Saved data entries
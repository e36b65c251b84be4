use serde::{Deserialize, Serialize};
use serde_json::Value;
use std::fmt;

/// Address of a stored entity: a collection name plus an identifier
#[derive(Debug, Clone, PartialEq, Eq, Hash, PartialOrd, Ord, Serialize, Deserialize)]
pub struct RecordKey {
    pub collection: String,
    pub id: String,
}

impl RecordKey {
    pub fn new(collection: impl Into<String>, id: impl Into<String>) -> Self {
        Self {
            collection: collection.into(),
            id: id.into(),
        }
    }
}

impl fmt::Display for RecordKey {
    fn fmt(&self, f: &mut fmt::Formatter<'_>) -> fmt::Result {
        write!(f, "{}/{}", self.collection, self.id)
    }
}

/// A stored entity snapshot
#[derive(Debug, Clone, PartialEq, Serialize, Deserialize)]
pub struct Record {
    pub key: RecordKey,
    pub data: Value,
}

impl Record {
    pub fn new(key: RecordKey, data: Value) -> Self {
        Self { key, data }
    }

    pub fn id(&self) -> &str {
        &self.key.id
    }

    /// String field of the snapshot, if present
    pub fn str_field(&self, field: &str) -> Option<&str> {
        self.data.get(field).and_then(Value::as_str)
    }
}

Exercise directions: Look through the records for the word "stored". Every line that has it should be copied.

Written response:
/// Address of a stored entity: a collection name plus an identifier
/// A stored entity snapshot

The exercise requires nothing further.